Spent the last three nights at Good Samaritan Hospital, sleeping on the floor next to an acquaintance's dog. The patient was the fellow homeless person K— I mentioned in the last post, whose lung had apparently collapsed Saturday after a fit of screaming at Portland Patrol security personnel (for whatever perverse dissident grandstanding reason). I ran into him at the Northwest neighborhood public library branch on Sunday, whereupon he told me about the collapsed lung and that he discharged himself against medical advice earlier that day because hospital staff told him that unless he could find someone to watch over and walk his dog it would have to stay at the pound until he's released.

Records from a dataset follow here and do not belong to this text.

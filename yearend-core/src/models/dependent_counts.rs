/// Head counts per dependent category for the dependent deduction.
///
/// Categories are not cross-checked; a person counted in two categories is
/// counted twice.
#[derive(Debug, Clone, Copy, Default, PartialEq, Eq)]
pub struct DependentCounts {
    pub general: i32,
    pub specified: i32,
    pub elderly: i32,
    pub elderly_living: i32,
}

impl DependentCounts {
    /// Total number of dependents across all categories, or `None` if the
    /// sum does not fit in an `i32`.
    pub fn checked_total(&self) -> Option<i32> {
        self.named_counts()
            .iter()
            .try_fold(0i32, |sum, &(_, count)| sum.checked_add(count))
    }

    /// Field name and count for each category, in declaration order.
    pub fn named_counts(&self) -> [(&'static str, i32); 4] {
        [
            ("general", self.general),
            ("specified", self.specified),
            ("elderly", self.elderly),
            ("elderly_living", self.elderly_living),
        ]
    }
}

#[cfg(test)]
mod tests {
    use pretty_assertions::assert_eq;

    use super::*;

    #[test]
    fn checked_total_sums_every_category() {
        let counts = DependentCounts {
            general: 2,
            specified: 1,
            elderly: 0,
            elderly_living: 3,
        };

        assert_eq!(counts.checked_total(), Some(6));
    }

    #[test]
    fn checked_total_reports_overflow() {
        let counts = DependentCounts {
            general: i32::MAX,
            specified: 1,
            ..DependentCounts::default()
        };

        assert_eq!(counts.checked_total(), None);
    }
}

I sympathized with his refusal to let his dog go to a Guantanamo detention facility for animals where a simple mistake can result in his dog being lost or even put to death, so I agreed to help him out when he asked me to return with him to the hospital. Alas, I've never been good at refusing people.

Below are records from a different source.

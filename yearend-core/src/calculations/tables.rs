//! Statutory bracket tables for the employment income deduction and the
//! progressive income tax.
//!
//! # Employment income deduction
//!
//! | Range (yen)                 | Deduction                 |
//! |-----------------------------|---------------------------|
//! | 0 – 1,625,000               | 550,000                   |
//! | 1,625,000 – 1,800,000       | income × 40% − 100,000    |
//! | 1,800,000 – 3,600,000       | income × 30% + 80,000     |
//! | 3,600,000 – 6,600,000       | income × 20% + 440,000    |
//! | 6,600,000 – 8,500,000       | income × 10% + 1,100,000  |
//! | 8,500,000 and above         | 1,950,000                 |
//!
//! # Income tax rates
//!
//! | Taxable income (yen)        | Rate | Subtracted |
//! |-----------------------------|------|------------|
//! | 0 – 1,950,000               | 5%   | 0          |
//! | 1,950,000 – 3,300,000       | 10%  | 97,500     |
//! | 3,300,000 – 6,950,000       | 20%  | 427,500    |
//! | 6,950,000 – 9,000,000       | 23%  | 636,000    |
//! | 9,000,000 – 18,000,000      | 33%  | 1,536,000  |
//! | 18,000,000 – 40,000,000     | 40%  | 2,796,000  |
//! | 40,000,000 and above        | 45%  | 4,796,000  |
//!
//! Every range is half-open: the lower bound belongs to the range, the
//! upper bound to the next one.

use rust_decimal::Decimal;

use crate::calculations::common::{floor_yen, percent};
use crate::models::{BracketTable, Tier};

/// Deduction formula attached to one employment income range.
#[derive(Debug, Clone, Copy, PartialEq, Eq)]
pub enum EmploymentIncomeFormula {
    /// A fixed deduction regardless of income.
    Flat(i64),

    /// `floor(income × rate_percent% + adjustment)`.
    Linear { rate_percent: i64, adjustment: i64 },
}

impl EmploymentIncomeFormula {
    /// Evaluates the formula for the given total income.
    pub fn apply(
        &self,
        income: Decimal,
    ) -> Decimal {
        match *self {
            Self::Flat(amount) => Decimal::from(amount),
            Self::Linear {
                rate_percent,
                adjustment,
            } => floor_yen(income * percent(rate_percent) + Decimal::from(adjustment)),
        }
    }
}

/// Marginal rate and subtracted constant for one taxable income range.
#[derive(Debug, Clone, Copy, PartialEq, Eq)]
pub struct TaxRate {
    pub rate_percent: i64,
    pub subtracted: i64,
}

impl TaxRate {
    /// `floor(taxable_income × rate − subtracted)`.
    pub fn apply(
        &self,
        taxable_income: Decimal,
    ) -> Decimal {
        floor_yen(taxable_income * percent(self.rate_percent) - Decimal::from(self.subtracted))
    }
}

pub type EmploymentIncomeDeductionTable = BracketTable<'static, EmploymentIncomeFormula>;
pub type IncomeTaxRateTable = BracketTable<'static, TaxRate>;

const EMPLOYMENT_INCOME_TIERS: &[Tier<EmploymentIncomeFormula>] = &[
    Tier {
        upper: 1_625_000,
        value: EmploymentIncomeFormula::Flat(550_000),
    },
    Tier {
        upper: 1_800_000,
        value: EmploymentIncomeFormula::Linear {
            rate_percent: 40,
            adjustment: -100_000,
        },
    },
    Tier {
        upper: 3_600_000,
        value: EmploymentIncomeFormula::Linear {
            rate_percent: 30,
            adjustment: 80_000,
        },
    },
    Tier {
        upper: 6_600_000,
        value: EmploymentIncomeFormula::Linear {
            rate_percent: 20,
            adjustment: 440_000,
        },
    },
    Tier {
        upper: 8_500_000,
        value: EmploymentIncomeFormula::Linear {
            rate_percent: 10,
            adjustment: 1_100_000,
        },
    },
];

pub static EMPLOYMENT_INCOME_DEDUCTION_TABLE: EmploymentIncomeDeductionTable =
    BracketTable::new_unchecked(
        EMPLOYMENT_INCOME_TIERS,
        EmploymentIncomeFormula::Flat(1_950_000),
    );

const INCOME_TAX_TIERS: &[Tier<TaxRate>] = &[
    Tier {
        upper: 1_950_000,
        value: TaxRate {
            rate_percent: 5,
            subtracted: 0,
        },
    },
    Tier {
        upper: 3_300_000,
        value: TaxRate {
            rate_percent: 10,
            subtracted: 97_500,
        },
    },
    Tier {
        upper: 6_950_000,
        value: TaxRate {
            rate_percent: 20,
            subtracted: 427_500,
        },
    },
    Tier {
        upper: 9_000_000,
        value: TaxRate {
            rate_percent: 23,
            subtracted: 636_000,
        },
    },
    Tier {
        upper: 18_000_000,
        value: TaxRate {
            rate_percent: 33,
            subtracted: 1_536_000,
        },
    },
    Tier {
        upper: 40_000_000,
        value: TaxRate {
            rate_percent: 40,
            subtracted: 2_796_000,
        },
    },
];

pub static INCOME_TAX_RATE_TABLE: IncomeTaxRateTable = BracketTable::new_unchecked(
    INCOME_TAX_TIERS,
    TaxRate {
        rate_percent: 45,
        subtracted: 4_796_000,
    },
);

I had NO IDEA what I was getting myself into, though I dreaded the certainty of it being an ordeal for me. This was confirmed by the charge nurse of the emergency ward, where K— had to go to be re-admitted. I was under the impression that I'd simply have to swing by three times a day to walk the dog (named Shorty), but she fixed her flinty Baba Yaga gaze on me and insisted that I remain in K—'s room all the time I wasn't walking Shorty, else the hapless companion be forced to sojourn x-amount of days in Doggy Gulag. When she went so far as to say that I wouldn't even get a cot to sleep on, I almost asked her if I had permission to stand in the corner at parade rest or would I be required to stand at attention the entire time! The reason I was needed was because all of K—'s friends that live indoors have dogs, and Shorty tends to forget that he's small and twenty years old in his Charles Bronson posturing with other — often much larger — dogs, which could easily prove disastrous or even fatal. Fortunately for me, leveler heads prevailed upon the whimsical winds of hospital policies when we were admitted upstairs in the intermediate care ward: I only needed to walk the dog three times a day and remain with him in the room overnight and when K— underwent surgery.
Shorty's a good little dog, and charmed the babes in scrubs to an enviable degree. (If you can put up with K—s confrontational ranting, here's a YouTube video that shows his dog.) Considering how anxious he was while at the hospital he certainly would have been terrified in a cage surrounded why barking and whining dogs! But, K—'s getting released this afternoon sometime, so my tour of duty is over and I get to gleefully divorce myself from human proximity, bask in my usual day-to-day selfishness, and return to less exotic and more familiar and (perhaps dismally) comfortable environments. Whatever good karma chits I garnered from this fit of nobility I'll just leave at a bus stop; I don't believe in that thimble-headed nitwittery, anyway, and it's not like it'll buy me any beer.
Isn't it funny how hospitals can be comforting when you're a patient but are almost invariably vaguely distressing to visitors? I'm reminded of when I was drinking with some neighbors back at my old place, how I glibly remarked once that I always had a good time whenever I went to a hospital. This must have been a recent development in my life. After all, I watched my dad die in a Veterans Administration hospital in Seattle at the tender age of ... nine? ten? Well, it's obvious that I stuffed that traumatic event deep beneath the cushions of the couch of my memory. But, yeah, I didn't exactly enjoy myself at Good Sam; apparently I need to have surgery done, liberal application of pain medicine, and delicious room service to properly enjoy myself in hospitals. Making my besotted assertion of at best only halfway true. I'd even go so far to say that if ever hospitals were to be run entirely by artificial intelligences and robotic machines, the vast majority of us would willingly succumb to injury and illness and end up dying on the streets or in our homes.